Behavioural aspects of the development of corporate norms, laws and governance codes their content and compliance procedures

Lead Research Organisation: University of Dundee
Department Name: Law

Abstract

The overall aim of this project is to investigate behavioral aspects of the development of corporate norms, laws and governance codes their content and compliance procedures. The proposition is that corporate regulation in all its forms should begin with an exploration of what companies are capable of; both the positive and negative.


This investigation is timely because it is only in the last few decades that behavioral elements have been added to various theoretical positions. For example finance has only recently taken on board findings in cognitive psychology about human behavior in risk assessment. This addition of the behavioral to the previously rational has been labeled "behavioral finance".

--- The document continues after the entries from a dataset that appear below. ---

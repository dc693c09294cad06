//! Detail rows owned by a job seeker

use crate::domain::entities::{
    JobSeekerDesiredIndustry, JobSeekerDesiredOccupation, JobSeekerHideToAgent, JobSeekerLicense,
};
use chrono::{DateTime, Utc};
use talentlink_store::{
    args, hierarchy, Args, ChildEntity, Entity, EntityRepository, PgRecordStore, RecordStore,
    Result,
};

impl Entity for JobSeekerDesiredIndustry {
    const TABLE: &'static str = "job_seeker_desired_industries";
    const LABEL: &'static str = "JobSeekerDesiredIndustryRepository";
    const COLUMNS: &'static str =
        "id, job_seeker_id, desired_industry, desired_rank, created_at, updated_at";
    const INSERT_COLUMNS: &'static [&'static str] = &[
        "job_seeker_id",
        "desired_industry",
        "desired_rank",
        "created_at",
        "updated_at",
    ];

    fn insert_args(&self) -> Args {
        args![
            self.job_seeker_id,
            self.desired_industry,
            self.desired_rank,
            self.created_at,
            self.updated_at
        ]
    }

    fn set_id(&mut self, id: i64) {
        self.id = id;
    }

    fn prepare_insert(&mut self, now: DateTime<Utc>) {
        self.created_at = now;
        self.updated_at = now;
    }
}

impl Entity for JobSeekerDesiredOccupation {
    const TABLE: &'static str = "job_seeker_desired_occupations";
    const LABEL: &'static str = "JobSeekerDesiredOccupationRepository";
    const COLUMNS: &'static str =
        "id, job_seeker_id, desired_occupation, desired_rank, created_at, updated_at";
    const INSERT_COLUMNS: &'static [&'static str] = &[
        "job_seeker_id",
        "desired_occupation",
        "desired_rank",
        "created_at",
        "updated_at",
    ];

    fn insert_args(&self) -> Args {
        args![
            self.job_seeker_id,
            self.desired_occupation,
            self.desired_rank,
            self.created_at,
            self.updated_at
        ]
    }

    fn set_id(&mut self, id: i64) {
        self.id = id;
    }

    fn prepare_insert(&mut self, now: DateTime<Utc>) {
        self.created_at = now;
        self.updated_at = now;
    }
}

impl Entity for JobSeekerLicense {
    const TABLE: &'static str = "job_seeker_licenses";
    const LABEL: &'static str = "JobSeekerLicenseRepository";
    const COLUMNS: &'static str =
        "id, job_seeker_id, license_type, acquisition_time, created_at, updated_at";
    const INSERT_COLUMNS: &'static [&'static str] = &[
        "job_seeker_id",
        "license_type",
        "acquisition_time",
        "created_at",
        "updated_at",
    ];

    fn insert_args(&self) -> Args {
        args![
            self.job_seeker_id,
            self.license_type,
            &self.acquisition_time,
            self.created_at,
            self.updated_at
        ]
    }

    fn set_id(&mut self, id: i64) {
        self.id = id;
    }

    fn prepare_insert(&mut self, now: DateTime<Utc>) {
        self.created_at = now;
        self.updated_at = now;
    }
}

impl Entity for JobSeekerHideToAgent {
    const TABLE: &'static str = "job_seeker_hide_to_agents";
    const LABEL: &'static str = "JobSeekerHideToAgentRepository";
    const COLUMNS: &'static str = "id, job_seeker_id, agent_id, created_at, updated_at";
    const INSERT_COLUMNS: &'static [&'static str] =
        &["job_seeker_id", "agent_id", "created_at", "updated_at"];

    fn insert_args(&self) -> Args {
        args![
            self.job_seeker_id,
            self.agent_id,
            self.created_at,
            self.updated_at
        ]
    }

    fn set_id(&mut self, id: i64) {
        self.id = id;
    }

    fn prepare_insert(&mut self, now: DateTime<Utc>) {
        self.created_at = now;
        self.updated_at = now;
    }
}

impl ChildEntity for JobSeekerDesiredIndustry {
    const PARENT_KEY: &'static str = "job_seeker_id";
}

impl ChildEntity for JobSeekerDesiredOccupation {
    const PARENT_KEY: &'static str = "job_seeker_id";
}

impl ChildEntity for JobSeekerLicense {
    const PARENT_KEY: &'static str = "job_seeker_id";
}

impl ChildEntity for JobSeekerHideToAgent {
    const PARENT_KEY: &'static str = "job_seeker_id";
}

/// Detail row keyed by `job_seeker_id`
pub trait JobSeekerDetail: ChildEntity {}

impl JobSeekerDetail for JobSeekerDesiredIndustry {}
impl JobSeekerDetail for JobSeekerDesiredOccupation {}
impl JobSeekerDetail for JobSeekerLicense {}

/// Repository over one job seeker detail table
#[derive(Clone)]
pub struct JobSeekerDetailRepository<E, S = PgRecordStore> {
    repo: EntityRepository<E, S>,
}

pub type JobSeekerDesiredIndustryRepository<S = PgRecordStore> =
    JobSeekerDetailRepository<JobSeekerDesiredIndustry, S>;
pub type JobSeekerDesiredOccupationRepository<S = PgRecordStore> =
    JobSeekerDetailRepository<JobSeekerDesiredOccupation, S>;
pub type JobSeekerLicenseRepository<S = PgRecordStore> =
    JobSeekerDetailRepository<JobSeekerLicense, S>;

impl<E: JobSeekerDetail, S: RecordStore> JobSeekerDetailRepository<E, S> {
    pub fn new(store: S) -> Self {
        Self {
            repo: EntityRepository::new(store),
        }
    }

    pub async fn create(&self, detail: &mut E) -> Result<i64> {
        self.repo.create(detail).await
    }

    /// Remove every detail row of the job seeker
    pub async fn delete_by_job_seeker_id(&self, job_seeker_id: i64) -> Result<u64> {
        self.repo.delete_by_parent_id(job_seeker_id).await
    }

    pub async fn get_by_job_seeker_id(&self, job_seeker_id: i64) -> Result<Vec<E>> {
        self.repo.get_by_parent_id(job_seeker_id).await
    }

    pub async fn get_by_job_seeker_id_list(&self, job_seeker_ids: &[i64]) -> Result<Vec<E>> {
        self.repo.get_by_parent_id_list(job_seeker_ids).await
    }

    /// Detail rows of every job seeker registered with the agent
    pub async fn get_by_agent_id(&self, agent_id: i64) -> Result<Vec<E>> {
        let clause = format!(
            "job_seeker_id IN ({}) ORDER BY id ASC",
            hierarchy::job_seeker_ids_of_agent("$1")
        );
        self.repo
            .select_where("get_by_agent_id", &clause, args![agent_id])
            .await
    }
}

/// Job seekers hidden from specific agents
#[derive(Clone)]
pub struct JobSeekerHideToAgentRepository<S = PgRecordStore> {
    repo: EntityRepository<JobSeekerHideToAgent, S>,
}

impl<S: RecordStore> JobSeekerHideToAgentRepository<S> {
    pub fn new(store: S) -> Self {
        Self {
            repo: EntityRepository::new(store),
        }
    }

    pub async fn create(&self, hide: &mut JobSeekerHideToAgent) -> Result<i64> {
        self.repo.create(hide).await
    }

    pub async fn delete_by_job_seeker_id(&self, job_seeker_id: i64) -> Result<u64> {
        self.repo.delete_by_parent_id(job_seeker_id).await
    }

    pub async fn get_by_job_seeker_id(&self, job_seeker_id: i64) -> Result<Vec<JobSeekerHideToAgent>> {
        self.repo.get_by_parent_id(job_seeker_id).await
    }

    pub async fn get_by_job_seeker_id_list(
        &self,
        job_seeker_ids: &[i64],
    ) -> Result<Vec<JobSeekerHideToAgent>> {
        self.repo.get_by_parent_id_list(job_seeker_ids).await
    }

    /// Job seekers hidden from the agent
    pub async fn get_by_agent_id(&self, agent_id: i64) -> Result<Vec<JobSeekerHideToAgent>> {
        self.repo
            .select_where(
                "get_by_agent_id",
                "agent_id = $1 ORDER BY id ASC",
                args![agent_id],
            )
            .await
    }
}
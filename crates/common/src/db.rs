//! Shared database types for TalentLink
//!
//! This module provides the error type returned by every repository.

use thiserror::Error;

/// Database-specific error types
///
/// Store errors are carried unchanged in `Database`; the only condition the
/// store adapter names itself is a single-row lookup that matched nothing.
#[derive(Error, Debug)]
pub enum RepositoryError {
    #[error("Record not found")]
    NotFound,

    #[error("Database error: {0}")]
    Database(#[from] sqlx::Error),

    #[error("Invalid data: {0}")]
    InvalidData(String),
}

impl RepositoryError {
    /// A single-row lookup matched zero rows
    pub fn is_not_found(&self) -> bool {
        matches!(
            self,
            RepositoryError::NotFound | RepositoryError::Database(sqlx::Error::RowNotFound)
        )
    }

    /// Insert or update collided with a unique constraint
    pub fn is_unique_violation(&self) -> bool {
        match self {
            RepositoryError::Database(sqlx::Error::Database(db_err)) => {
                db_err.is_unique_violation()
            }
            _ => false,
        }
    }
}

#[cfg(test)]
mod tests {
    use super::*;

    #[test]
    fn test_not_found_is_distinguishable() {
        assert!(RepositoryError::NotFound.is_not_found());
        assert!(RepositoryError::Database(sqlx::Error::RowNotFound).is_not_found());
        assert!(!RepositoryError::Database(sqlx::Error::PoolTimedOut).is_not_found());
        assert!(!RepositoryError::InvalidData("x".to_string()).is_not_found());
    }

    #[test]
    fn test_non_database_errors_are_not_unique_violations() {
        assert!(!RepositoryError::NotFound.is_unique_violation());
        assert!(!RepositoryError::Database(sqlx::Error::PoolClosed).is_unique_violation());
    }
}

This research project aims to look at various behavioral aspects of companies and to locate relevant theories that could enhance understanding of the regulation of corporate activity. For instance, control and disclosure of directors' remuneration packages has been advocated as a way of controlling directors' behavior. This assumes that if directors' contracts are written with appropriate incentives, the directors' personal interests can be aligned with those of the company. However, behavioral theories indicate that directors are likely to have intrinsic motivation, a force shaping behavior that means some activities are undertaken "for their own sake" and that blunt incentives by "crowding out" this intrinsic motivation may be counterproductive.


Three areas remain to be addressed in the period of leave:

1. The first part of the project is concerned with how much directors need to trust each other and when they need to be sceptical- and how these demands are reflected in their legal responsibilities.

2. The second part of the project is concerned with the issue of how a company thinks, what it knows and how it can be reckless. If a company is a person how does, and could, the law determine that person's intent?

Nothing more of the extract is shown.